Jessica Wade
Editor in Chief
UNO senior Pamela Brodman said that she wouldn’t recognize herself from where she was five years ago.
“It’s definitely quite a dramatic change, but I’m happy with it,” Brodman said.
The 36-year-old, Spanish-born veteran smiled as she talked about an upcoming class trip to Ireland, and she laughed as she pointed out her bright purple hair, a style choice she couldn’t make while serving. In her own words, Brodman is “completely thriving in an academic environment.” But, while Brodman has flourished at UNO, there are still challenges she has—and continues to—overcome.
While serving, Brodman was sexually assaulted, a traumatic experience that would later develop into Post Traumatic Stress Disorder (PTSD).
A severe wrist injury also resulted in chronic pain.
“I had a very deteriorating issue with my wrist where I broke it in six places, and then through repetition at work, I developed very advanced arthritis where they needed to fuse my wrist and so I can’t bend it,” Brodman said. “I lost 90 percent mobility of my wrist, which created a chain of issues with my shoulder, my neck, my back.”
Brodman was medically retired after serving in the Air Force for 15 years, and since retiring has been able to improve her PTSD through EMDR, a therapy treatment meant to disassociate emotions from memory.
Before retiring, Brodman deployed with a fellow linguist named Marcus Brodman to an island in the Caribbean.
“We fell in love there, and about a year and a half or so later, we decided to get married,” Brodman said. “We’ve been married since 2011, we don’t have children, the nature of my health kind of prevents that, but we have dogs—we love dogs.”
The couple fosters dogs for the Humane Society and the Heartland German Sheppard Rescue.
“So, in the year-and-a-half we’ve been fostering, we’ve fostered about 12 dogs and they’ve been great. I don’t care that my house is destroyed, I will not trade that for a minute,” Brodman said. “I think my husband—he loves the dogs as much I do—but I think he tolerates more than anything because it makes me so happy, and I adore him for that.”

After marrying Marcus and medically retiring, Brodman very quickly made plans for her future.
“I was 34, not the exactly the age where you’re like, ‘okay I guess I’m done for my life’,” Brodman said. “I had always wanted to work in the publishing industry either as a publisher, author or an editor of some kind.”
Brodman began her search for the right university.
“All of the research, all of the paths that I went through, they all came down to UNO,” Brodman said. “It had the best language program, one of the best English programs and was rated as one of the best universities for veterans to attend, had the greatest number of student veterans enrolled, and so, to me, it’s like it’s made for me.”
Fluent in Farsi, Spanish, English and “able to get by” in French, Brodman had college credits through the Department of Defense Language Institute and in 2016 enrolled as a junior at UNO.

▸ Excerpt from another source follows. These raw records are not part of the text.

use std::time::Duration;

use anyhow::{anyhow, Context, Result};
use async_trait::async_trait;
use secrecy::{ExposeSecret, SecretString};
use serde::{Deserialize, Serialize};
use verse_core::config::LlmConfig;

/// Prompt in, text out. No streaming and no memory between calls.
#[async_trait]
pub trait LlmClient: Send + Sync {
    async fn complete(&self, prompt: &str) -> Result<String>;
}

pub struct GeminiClient {
    http: reqwest::Client,
    endpoint: String,
    api_key: SecretString,
}

impl GeminiClient {
    pub fn from_config(config: &LlmConfig) -> Result<Self> {
        let api_key = config.api_key.clone().ok_or_else(|| anyhow!("llm.api_key is not set"))?;
        let http = reqwest::Client::builder()
            .timeout(Duration::from_secs(config.timeout_secs))
            .build()
            .context("failed to build llm http client")?;

        Ok(Self {
            http,
            endpoint: format!(
                "{}/v1beta/models/{}:generateContent",
                config.base_url.trim_end_matches('/'),
                config.model
            ),
            api_key,
        })
    }
}

#[derive(Debug, Serialize)]
struct GenerateRequest<'a> {
    contents: Vec<GenerateContent<'a>>,
}

#[derive(Debug, Serialize)]
struct GenerateContent<'a> {
    role: &'static str,
    parts: Vec<RequestPart<'a>>,
}

#[derive(Debug, Serialize)]
struct RequestPart<'a> {
    text: &'a str,
}

/// A blocked prompt comes back without `candidates`.
#[derive(Debug, Deserialize)]
struct GenerateResponse {
    #[serde(default)]
    candidates: Vec<Candidate>,
}

#[derive(Debug, Deserialize)]
struct Candidate {
    #[serde(default)]
    content: Option<CandidateContent>,
}

#[derive(Debug, Deserialize)]
struct CandidateContent {
    #[serde(default)]
    parts: Vec<ResponsePart>,
}

#[derive(Debug, Deserialize)]
struct ResponsePart {
    #[serde(default)]
    text: Option<String>,
}

impl<'a> GenerateRequest<'a> {
    fn user_prompt(prompt: &'a str) -> Self {
        Self {
            contents: vec![GenerateContent {
                role: "user",
                parts: vec![RequestPart { text: prompt }],
            }],
        }
    }
}

impl GenerateResponse {
    /// Joins the text parts of the first candidate.
    fn into_text(self) -> Result<String> {
        let content = self
            .candidates
            .into_iter()
            .next()
            .and_then(|candidate| candidate.content)
            .ok_or_else(|| anyhow!("generation response contained no candidates"))?;

        let text =
            content.parts.into_iter().filter_map(|part| part.text).collect::<Vec<_>>().join("");
        if text.trim().is_empty() {
            return Err(anyhow!("generation response contained no text"));
        }
        Ok(text)
    }
}

#[async_trait]
impl LlmClient for GeminiClient {
    async fn complete(&self, prompt: &str) -> Result<String> {
        let response = self
            .http
            .post(&self.endpoint)
            .header("x-goog-api-key", self.api_key.expose_secret())
            .json(&GenerateRequest::user_prompt(prompt))
            .send()
            .await
            .context("generation request failed")?;

        let status = response.status();
        if !status.is_success() {
            return Err(anyhow!("generation endpoint returned {status}"));
        }

        response
            .json::<GenerateResponse>()
            .await
            .context("failed to decode generation response")?
            .into_text()
    }
}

Brodman credits UNO’s Office of Military and Veteran Services for helping her through her first year at UNO.
“The way that I scheduled my classes I would always have a break in between them, and I would always make a beeline from all of my classes to the Veterans Office and I would sit there until my next class and I would talk to other veterans or the advisors. That was my place to re-center.”
Set to graduate next year, Brodman is pursuing a double major in English and Spanish and a minor in French and is again planning for her future.
“I want to work in publishing, I’d like ideally to climb to the point of being an editor. I’d love to be able to publish my own books and write my own books, which just this March one of my short stories was published in anthology. For me writing and editing, anything to do with words, is magic.”